As I said, I'm not smart enough to figure this out. But if you can answer these questions, I'll bet one of the pro electricians can. (they are lurking now, hoping you will provide more info !)
Do a Google search for 3-way switch diagrams and find one that corresponds to your setup--sounds like your power is coming in at the light. 3-ways can be wired in several configurations depending on the location of the power and how the wire is routed to the switches. If you can't make sense of what you have, be safe and call an electrician.
David, my curiosity is killing me - haven't slept for 2 weeks now. Have you gotten anywhere with your 3 -way switch problem ?
Not a darn thing!. Too many other projects, but this is on my list for tomorrow! Have to keep the priorities straight... boat projects first, house projects second!
OK I spent 2 hours the other morning and managed to get the light to work for .75 seconds!!!
I am at a complete loss as to how this light worked in the first place.
attached is a crude drawing of what I have for wires, continuity and voltage...
O.K. so you peaked my interest. figured with ten messages your problem would have been solved.

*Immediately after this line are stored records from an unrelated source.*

//! Preference filter: the gate applied to every commit.
//!
//! Evaluates a prospective bidder against a listing and either allows the
//! commit or names the first check that failed. The filter holds standing
//! buyer preferences but each evaluation is a pure lookup: it never
//! mutates anything.
//!
//! ## Check Order
//!
//! 1. Buyer geo exclusion list
//! 2. Buyer source-type exclusion list
//! 3. Listing's `accepts_external_origin` against the bid's declared origin
//! 4. External compliance gate (KYC / jurisdiction)
//!
//! The order is fixed so rejection reasons are deterministic.

use std::collections::{HashMap, HashSet};

use leadbid_types::{
    AccountId, BidOrigin, BuyerPreferences, FilterDecision, LeadbidError, Listing, RejectionReason,
    Result,
};

/// Black-box KYC / jurisdiction check.
pub trait ComplianceGate: Send {
    fn is_allowed(&self, actor: AccountId, listing: &Listing) -> bool;
}

/// Gate that admits everyone.
#[derive(Debug, Default, Clone, Copy)]
pub struct AllowAll;

impl ComplianceGate for AllowAll {
    fn is_allowed(&self, _actor: AccountId, _listing: &Listing) -> bool {
        true
    }
}

/// Gate that blocks a fixed set of accounts.
#[derive(Debug, Default, Clone)]
pub struct DenyList {
    denied: HashSet<AccountId>,
}

impl DenyList {
    #[must_use]
    pub fn new(denied: impl IntoIterator<Item = AccountId>) -> Self {
        Self {
            denied: denied.into_iter().collect(),
        }
    }
}

impl ComplianceGate for DenyList {
    fn is_allowed(&self, actor: AccountId, _listing: &Listing) -> bool {
        !self.denied.contains(&actor)
    }
}

/// Evaluates buyers' standing filters and the compliance gate.
pub struct PreferenceFilter {
    preferences: HashMap<AccountId, BuyerPreferences>,
    compliance: Box<dyn ComplianceGate>,
}

impl PreferenceFilter {
    /// Create a filter backed by the given compliance gate.
    #[must_use]
    pub fn new(compliance: Box<dyn ComplianceGate>) -> Self {
        Self {
            preferences: HashMap::new(),
            compliance,
        }
    }

    /// Replace a buyer's standing preferences.
    pub fn set_preferences(&mut self, buyer: AccountId, preferences: BuyerPreferences) {
        self.preferences.insert(buyer, preferences);
    }

    /// A buyer's standing preferences (empty if never set).
    #[must_use]
    pub fn preferences(&self, buyer: AccountId) -> BuyerPreferences {
        self.preferences.get(&buyer).cloned().unwrap_or_default()
    }

    /// Evaluate every check in order; the first failure short-circuits.
    #[must_use]
    pub fn evaluate(&self, listing: &Listing, bidder: AccountId, origin: BidOrigin) -> FilterDecision {
        if let Some(prefs) = self.preferences.get(&bidder) {
            // 1. Geo exclusion
            if prefs.excluded_geos.contains(&listing.lead.geo) {
                return FilterDecision::Deny(RejectionReason::GeoExcluded {
                    geo: listing.lead.geo.clone(),
                });
            }
            // 2. Source-type exclusion
            if prefs.excluded_source_types.contains(&listing.lead.source_type) {
                return FilterDecision::Deny(RejectionReason::SourceTypeExcluded {
                    source_type: listing.lead.source_type.clone(),
                });
            }
        }

        // 3. Off-site origin
        if origin == BidOrigin::External && !listing.accepts_external_origin {
            return FilterDecision::Deny(RejectionReason::ExternalOriginNotAccepted);
        }

        // 4. Compliance gate
        if !self.compliance.is_allowed(bidder, listing) {
            return FilterDecision::Deny(RejectionReason::ComplianceDenied);
        }

        FilterDecision::Allow
    }

    /// [`Self::evaluate`] as a `Result`.
    ///
    /// # Errors
    /// Returns `PreferenceRejected` carrying the first failing check.
    pub fn check(&self, listing: &Listing, bidder: AccountId, origin: BidOrigin) -> Result<()> {
        match self.evaluate(listing, bidder, origin) {
            FilterDecision::Allow => Ok(()),
            FilterDecision::Deny(reason) => {
                tracing::warn!(
                    listing = %listing.id,
                    bidder = %bidder,
                    %reason,
                    "Bidder rejected by preference filter"
                );
                Err(LeadbidError::PreferenceRejected(reason))
            }
        }
    }
}

impl Default for PreferenceFilter {
    fn default() -> Self {
        Self::new(Box::new(AllowAll))
    }
}

#[cfg(test)]
mod tests {
    use chrono::Utc;
    use leadbid_types::*;
    use rust_decimal::Decimal;

    use super::*;

    fn make_listing() -> Listing {
        Listing::dummy(AccountId::new(), Decimal::new(50, 0), Utc::now())
    }

    #[test]
    fn no_preferences_allows() {
        let filter = PreferenceFilter::default();
        let listing = make_listing();
        assert!(
            filter
                .evaluate(&listing, AccountId::new(), BidOrigin::OnPlatform)
                .is_allowed()
        );
    }

    #[test]
    fn geo_exclusion_rejects() {
        let mut filter = PreferenceFilter::default();
        let buyer = AccountId::new();
        filter.set_preferences(buyer, BuyerPreferences::new().exclude_geo("US-CA"));
        let listing = make_listing();
        let err = filter
            .check(&listing, buyer, BidOrigin::OnPlatform)
            .unwrap_err();
        assert!(matches!(
            err,
            LeadbidError::PreferenceRejected(RejectionReason::GeoExcluded { ref geo }) if geo == "US-CA"
        ));
        assert_eq!(err.class(), ErrorClass::PolicyRejection);
    }

    #[test]
    fn source_type_exclusion_rejects() {
        let mut filter = PreferenceFilter::default();
        let buyer = AccountId::new();
        filter.set_preferences(
            buyer,
            BuyerPreferences::new().exclude_source_type("web_form"),
        );
        let listing = make_listing();
        assert_eq!(
            filter.evaluate(&listing, buyer, BidOrigin::OnPlatform),
            FilterDecision::Deny(RejectionReason::SourceTypeExcluded {
                source_type: "web_form".into()
            })
        );
    }

    #[test]
    fn external_origin_rejected_when_not_accepted() {
        let filter = PreferenceFilter::default();
        let mut listing = make_listing();
        listing.accepts_external_origin = false;
        let buyer = AccountId::new();
        assert_eq!(
            filter.evaluate(&listing, buyer, BidOrigin::External),
            FilterDecision::Deny(RejectionReason::ExternalOriginNotAccepted)
        );
        assert!(
            filter
                .evaluate(&listing, buyer, BidOrigin::OnPlatform)
                .is_allowed()
        );
    }

    #[test]
    fn compliance_gate_consulted() {
        let blocked = AccountId::new();
        let filter = PreferenceFilter::new(Box::new(DenyList::new([blocked])));
        let listing = make_listing();
        assert_eq!(
            filter.evaluate(&listing, blocked, BidOrigin::OnPlatform),
            FilterDecision::Deny(RejectionReason::ComplianceDenied)
        );
        assert!(
            filter
                .evaluate(&listing, AccountId::new(), BidOrigin::OnPlatform)
                .is_allowed()
        );
    }

    #[test]
    fn first_failing_check_wins() {
        let buyer = AccountId::new();
        let mut filter = PreferenceFilter::new(Box::new(DenyList::new([buyer])));
        filter.set_preferences(
            buyer,
            BuyerPreferences::new()
                .exclude_geo("US-CA")
                .exclude_source_type("web_form"),
        );
        let mut listing = make_listing();
        listing.accepts_external_origin = false;
        // every check would fail; geo is reported
        assert_eq!(
            filter.evaluate(&listing, buyer, BidOrigin::External),
            FilterDecision::Deny(RejectionReason::GeoExcluded {
                geo: "US-CA".into()
            })
        );
    }
}
//! System-wide constants for the Leadbid engine.

use rust_decimal::Decimal;

/// Basis-point denominator (100% = 10,000 bps).
pub const BPS_DENOMINATOR: u32 = 10_000;

/// Default bid deposit, as a fraction of the reserve price (10%).
pub const DEFAULT_DEPOSIT_BPS: u32 = 1_000;

/// Default platform fee charged on escrow release (2.5%).
pub const DEFAULT_FEE_BPS: u32 = 250;

/// Default escrow release delay: 72 hours.
pub const DEFAULT_RELEASE_DELAY_SECS: u64 = 72 * 60 * 60;

/// Default maximum bidding window: 30 days.
pub const DEFAULT_MAX_BIDDING_SECS: u64 = 30 * 24 * 60 * 60;

/// Default maximum reveal window: 30 days.
pub const DEFAULT_MAX_REVEAL_SECS: u64 = 30 * 24 * 60 * 60;

/// Largest price, revealed bid or single credit the engine accepts
/// (10^15). Far enough below `Decimal::MAX` that deposit and fee
/// arithmetic on any accepted amount cannot overflow.
pub const MAX_AMOUNT: Decimal = Decimal::from_parts(0xA4C6_8000, 0x0003_8D7E, 0, false, 0);

/// Decimal places amounts are rounded to when a fraction is taken
/// (deposits, fees).
pub const AMOUNT_SCALE: u32 = 2;

/// Size of a commitment salt in bytes.
pub const SALT_LEN: usize = 32;

/// Domain separator for bid commitments.
pub const COMMITMENT_DOMAIN: &[u8] = b"leadbid:commit:v1:";

/// Default capacity of the engine's command channel.
pub const DEFAULT_COMMAND_BUFFER: usize = 1_024;

/// Version string.
pub const VERSION: &str = env!("CARGO_PKG_VERSION");

/// Engine name.
pub const ENGINE_NAME: &str = "Leadbid";
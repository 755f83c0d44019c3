use crate::config::{ConnectionInfo, TlsMode};
use crate::sql::{RoleName, Statement};
use anyhow::{anyhow, Context, Result};
use log::{debug, info};
use postgres::{Client, NoTls};
use std::sync::Arc;
use tokio_postgres_rustls::MakeRustlsConnect;

/// What the provisioner needs from a database session.
pub trait RoleSession {
    /// Whether a role with exactly this name exists.
    fn role_exists(&mut self, role: &RoleName) -> Result<bool>;

    /// Run `statements` in order, all or nothing.
    fn apply(&mut self, statements: &[Statement]) -> Result<()>;
}

impl<T: RoleSession + ?Sized> RoleSession for &mut T {
    fn role_exists(&mut self, role: &RoleName) -> Result<bool> {
        (**self).role_exists(role)
    }

    fn apply(&mut self, statements: &[Statement]) -> Result<()> {
        (**self).apply(statements)
    }
}

/// Administrative connection to the target database.
pub struct DbConnection {
    target: String,
    client: Client,
}

impl DbConnection {
    /// Connect as the admin user described by `info`.
    ///
    /// With `TlsMode::Require` the server certificate is verified against
    /// the webpki roots.
    pub fn connect(info: &ConnectionInfo) -> Result<Self> {
        let target = info.target();
        let config = info.to_pg_config();

        let client = match info.tls {
            TlsMode::Disable => config.connect(NoTls),
            TlsMode::Require => config.connect(rustls_connector()?),
        }
        .with_context(|| {
            format!(
                "could not connect to {} as '{}'",
                target, info.admin.username
            )
        })?;

        info!("Connected to database: {}", target);

        Ok(Self { target, client })
    }

    /// Returns `host:port/database`
    pub fn target(&self) -> &str {
        &self.target
    }

    /// Ping the database
    pub fn ping(&mut self) -> Result<bool> {
        let rows = self.client.execute("SELECT 1", &[])?;
        Ok(rows == 1)
    }
}

impl RoleSession for DbConnection {
    fn role_exists(&mut self, role: &RoleName) -> Result<bool> {
        let row = self
            .client
            .query_opt("SELECT 1 FROM pg_roles WHERE rolname = $1", &[&role.as_str()])
            .with_context(|| format!("could not look up role '{}'", role))?;

        debug!("role_exists({}): {}", role, row.is_some());

        Ok(row.is_some())
    }

    fn apply(&mut self, statements: &[Statement]) -> Result<()> {
        let mut transaction = self
            .client
            .transaction()
            .context("could not start transaction")?;

        for statement in statements {
            debug!("execute: {}", statement);

            // simple query protocol: utility statements take no bind parameters
            transaction
                .batch_execute(&statement.sql)
                .with_context(|| format!("{} failed: {}", statement.step, statement))?;
        }

        transaction
            .commit()
            .with_context(|| format!("could not commit role changes on {}", self.target))?;

        Ok(())
    }
}

fn rustls_connector() -> Result<MakeRustlsConnect> {
    let mut roots = rustls::RootCertStore::empty();
    roots.extend(webpki_roots::TLS_SERVER_ROOTS.iter().cloned());

    let config = rustls::ClientConfig::builder_with_provider(Arc::new(
        rustls::crypto::ring::default_provider(),
    ))
    .with_safe_default_protocol_versions()
    .map_err(|e| anyhow!("could not configure TLS: {}", e))?
    .with_root_certificates(roots)
    .with_no_client_auth();

    Ok(MakeRustlsConnect::new(config))
}

// These tests need a local Postgres, like the rest of the DB tests:
// `cargo test -- --ignored`
#[cfg(test)]
mod tests {
    use super::*;
    use crate::config::AdminCredentials;
    use crate::sql::Grant;
    use rand::{thread_rng, Rng};

    fn local() -> ConnectionInfo {
        ConnectionInfo {
            host: "localhost".to_string(),
            port: 5432,
            database: "postgres".to_string(),
            admin: AdminCredentials {
                username: "postgres".to_string(),
                password: "postgres".to_string(),
            },
            tls: TlsMode::Disable,
        }
    }

    fn random_role() -> RoleName {
        const CHARSET: &[u8] = b"abcdefghijklmnopqrstuvwxyz";
        let mut rng = thread_rng();

        let name: String = (0..10)
            .map(|_| {
                let idx = rng.gen_range(0..CHARSET.len());
                CHARSET[idx] as char
            })
            .collect();

        RoleName::parse(&format!("test_{}", name)).unwrap()
    }

    fn drop_role(db: &mut DbConnection, role: &RoleName) {
        let sql = format!(
            "DROP OWNED BY {0}; DROP ROLE IF EXISTS {0}",
            role.quoted()
        );
        db.client.batch_execute(&sql).unwrap_or_else(|_| ());
    }

    #[test]
    fn test_connect_refused() {
        let mut info = local();
        info.port = 1;
        info.admin.password = "hunter2".to_string();

        let err = DbConnection::connect(&info).err().unwrap();
        let message = format!("{:#}", err);

        assert!(message.contains("could not connect to localhost:1/postgres as 'postgres'"));
        assert!(!message.contains("hunter2"));
    }

    #[test]
    #[ignore]
    fn test_connect() {
        let mut db = DbConnection::connect(&local()).expect("cannot connect");
        assert!(db.ping().expect("cannot ping"));
    }

    #[test]
    #[ignore]
    fn test_apply_create_role() {
        let mut db = DbConnection::connect(&local()).unwrap();
        let role = random_role();

        assert!(!db.role_exists(&role).unwrap());

        let mut statements = vec![Statement::create_role(&role, "it's a secret")];
        statements.extend(Grant::ALL.iter().map(|g| Statement::grant(*g, "postgres", &role)));
        db.apply(&statements).unwrap();

        assert!(db.role_exists(&role).unwrap());

        // Clean up
        drop_role(&mut db, &role);
    }

    #[test]
    #[ignore]
    fn test_apply_rolls_back_on_failure() {
        let mut db = DbConnection::connect(&local()).unwrap();
        let role = random_role();

        let statements = vec![
            Statement::create_role(&role, "secret"),
            Statement::grant(Grant::ConnectOnDatabase, "database_does_not_exist", &role),
        ];

        let err = db.apply(&statements).unwrap_err();
        assert!(format!("{:#}", err).contains("connect on database failed"));

        // CREATE ROLE was rolled back with the failed grant
        assert!(!db.role_exists(&role).unwrap());
    }
}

According to what I can discern from your postings, the wire count and whatnot are correct. I can't solve the problem, but, if I describe the correct wiring, maybe that will allow you to figure it out from there.
Somewhere along the line you should have this:
Box A - home run or hot wire B, W, Gnd. Also there should be some, I'll say, 14-3 with a B,R,W and Gnd. These wires are connected as follows:
Gnd to other gnds in box, W to W's in box (particularly the W of the 14-3), B to Common terminal on 3-way switch. From the switch you should have B of the 14-3 on one load terminal and R on the other.
Box B - Should have B,R,W, and Gnd from Box A and a B,W, and Gnd to the light. From the 14-3, the B on one load terminal and R on the other of the switch (just as on the switch in Box A). The common should have the B to the light on it. W from 14-3 to W to the light, Gnd to gnd.
To troubleshoot I would disconnect all the wires in each box making sure there is no power to the wires in either switchbox. Find which is the hot wire in Box A. Then, a little trick for those with short tester leads, twist the red and black together at Box A. Then using an ohmmeter, test for continuity on the all black wires (that you said you had in one of your boxes) in box B. This should tell you which pair are the black and red in the second box when you get a zero reading on a pair.
Or you can hook the hot from box A to one of each of the wires in turn and test for power at the second box. This should tell you exactly which wire is which.
Once wires are i.d'd wire as above. hope this helps.
I finally solved the problem with my 3-way switch!!!
After letting the wires and bad karma just hang out for a while, ok so it has been over a month...I decided last night to have another look. I put both switches back in, go to hook up the old fixture and I decide, maybe lets try the new fixture instead.
So I hook up the new fixture and for some reason it works!!!!! Strangest thing... I think it must have been my wife asking me if the fixture was the problem.
Of course being the smart guy I am, I had tested it previously... seemed ok, continuity where there should be and all that good stuff.
Good thing I didn't tear oout walls and wiring...
I guess I'll listen to her a bit sooner next time... :)
Thanks all,
David (basking under the new hall light!)